Cavity Filters, The Black Art You Have A Chance Of Pursuing

A tuned circuit formed by a capacitor and an inductor is a familiar enough circuit, and it’s understood that it will resonate at a particular frequency. As that frequency increases, so the size of the capacitor and inductor decrease, and there comes a point at which they can become the characteristic capacitance and inductance of a transmission line. These tuned circuits can be placed in an enclosure, at which they can be designed for an extremely high Q factor, a measure of quality, and thus a very narrow resonant point. They are frequently used as filters for that reason, and [Fesz] is here with a video explaining some of their operation and configurations.

Some of the mathematics behind RF design can be enough to faze any engineer, but he manages to steer a path away from that rabbit hole and explain cavity filters in a way that’s very accessible. We learn how to look at tuned circuits as transmission lines, and the properties of the various different coupling methods. Above all it reveals that making tuned cavities is within reach.

They’re a little rare these days, but there was a time when almost every TV set contained a set of these cavities which were ready-made for experimentation.

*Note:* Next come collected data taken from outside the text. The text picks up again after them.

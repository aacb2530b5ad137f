use serde::Serialize;

use crate::core::{
    board::Board,
    piece::{Piece, PieceKind},
    position::CellPos,
};

use super::session::SessionState;

/// One occupied cell of the settled grid.
#[derive(Debug, Clone, Copy, PartialEq, Serialize)]
pub struct GridCell {
    pub pos: CellPos,
    pub kind: PieceKind,
    pub flash: f32,
}

/// The falling piece as a renderer sees it.
#[derive(Debug, Clone, Copy, PartialEq, Eq, Serialize)]
pub struct ActivePieceSnapshot {
    pub kind: PieceKind,
    pub cells: [CellPos; 4],
    pub rotation: u8,
}

impl From<&Piece> for ActivePieceSnapshot {
    fn from(piece: &Piece) -> Self {
        Self {
            kind: piece.kind(),
            cells: piece.cells(),
            rotation: piece.rotation().index(),
        }
    }
}

/// Settled cells in row-major order.
pub(crate) fn grid_cells(board: &Board) -> Vec<GridCell> {
    board
        .settled_blocks()
        .map(|(pos, block)| GridCell {
            pos,
            kind: block.kind(),
            flash: block.flash(),
        })
        .collect()
}

/// Everything a presentation layer needs for one frame.
#[derive(Debug, Clone, PartialEq, Serialize)]
pub struct GameSnapshot {
    pub rows: usize,
    pub cols: usize,
    pub grid: Vec<GridCell>,
    pub active: Option<ActivePieceSnapshot>,
    pub next: PieceKind,
    pub state: SessionState,
    pub score: u32,
    pub level: u32,
    pub combo: u32,
    pub lines: usize,
    pub high_score: u32,
    pub gravity_interval_ms: u32,
    pub danger: bool,
    pub hard_mode: bool,
}

impl GameSnapshot {
    #[must_use]
    pub fn is_game_over(&self) -> bool {
        self.state.is_game_over()
    }

    /// Renders the snapshot as text, one line per row.
    ///
    /// `.` is an empty cell, settled blocks show their kind letter and the
    /// active piece shows in lowercase. Active cells above the board are omitted.
    #[must_use]
    pub fn to_text(&self) -> String {
        let mut lines = vec![vec!['.'; self.cols]; self.rows];
        let mut put = |pos: CellPos, c: char| {
            if let (Ok(row), Ok(col)) = (usize::try_from(pos.row()), usize::try_from(pos.col()))
                && let Some(slot) = lines.get_mut(row).and_then(|line| line.get_mut(col))
            {
                *slot = c;
            }
        };
        for cell in &self.grid {
            put(cell.pos, cell.kind.as_char());
        }
        if let Some(active) = &self.active {
            for pos in active.cells {
                put(pos, active.kind.as_char().to_ascii_lowercase());
            }
        }
        let mut text = String::with_capacity(self.rows * (self.cols + 1));
        for line in lines {
            text.extend(line);
            text.push('\n');
        }
        text
    }
}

12 thoughts on “Cavity Filters, The Black Art You Have A Chance Of Pursuing

    1. Witchcraft indeed! VHF radios use racks of these when the antennas are in close proximity, tuning them can be quite a pain. Had to deal with one that was sensitive to vibration (walking past the rack would set the VSWR a-jiggling), basically involved dismantling, cleaning and retuning.
      Inside was all silver plated and the entry and exit ‘ports’ of the cavity were nothing more than small antennas radiating into the cavity. Despite this lack of physical connection between in and out (there was around 3 feet of air between these antennas) the coupling between them was very good. 50W in and 49W out, how that works is black magic

    1. Oh well, the PDF i linked contains references to the commercial filters I was thinking of.
      It’s way too early in the day for me yet – I shall not type before waking up.

  1. I was amazed at the 3-cavity filter I found in my old AMPS Nokia cellphone. It took up a large fraction of the volume of the phone.

    A delicate thing made largely of foil, but still had itty-bitty tune screws in the tops of the cavities. My, how construction of phones has changed in 30 years.

  2. I considered one as a first filter for FM reception of a difficult to get station for our cable pickup. There was an article on using one for slope detection of FM broadcasts with a crystal diode only! Something to look forward to when AM dies and you want a foxhole radio. I looked at a ham article that used a brand new garbage can and its tight fitting lid. A piece of new stovepipe duct became the inside tower. Garbage can filters out all the garbage on a repeater.

    1. FM reception (assuming on VHF broadcast band) would be hard at big distances due to different propagation and clogged spectrum. I would expect AM (again, assuming on MW frequencies) to last a lot more although the number of stations is way smaller, but building a AM transmitter on low HF frequencies would be much easier even using scrap parts in case of emergency.

  3. Thanks for the explanation and finer details! Great tutorial! Here is a link to help with commercial product visuals: https://www.sinctech.com/pages/duplexers and to be fair: https://comprodcom.com/product-category/filters-rf-components/duplexers/ (there are many others too). For hams, coaxial (cavity) duplexers for 52MHz are approximately 6′ long (each one, and you need 4 minimum for a duplexer), are rare to obtain in the used/surplus market, and just as tricky to move or even locating them in the shack. Below 50 MHz, even commercial entities use helical resonators. At VHF (150 MHz), mobile (helical) duplexers don’t accommodate the required ham 600 kHz Tx/Rx repeater spacing, but are used for 5 MHz spacings, an example being the old VHF mobile phone band at 152/157 MHz. At UHF, Hams or GMRS enthusiasts, 5MHz Tx/Rx spacing comes together nicely to use a mobile duplexer for an inexpensive way to get a repeater up and running (in isolation away from any other transmitters).

    A nice compromise between mobile and base station duplexers are the “Res-Lok” models that can be viewed in the web link above. Still… for shared antenna combining TX or RX below 470 MHz, full length cavity cans (or “scuba tanks”) are necessary to get down to 350 kHz spacing for required Q notch and bandpass characteristics. There are other aids that get into the closer frequency spacings… like circulators, isolators, hybrid combiners.

    Keep in mind that what you can get away with for a “mobile” or stand-alone repeater lacks necessary characteristics to function at or near a shared tower site with protection from or to other tower users/frequencies. The follow-up topic becomes intermodulation (PIM) mitigation, which must be avoided.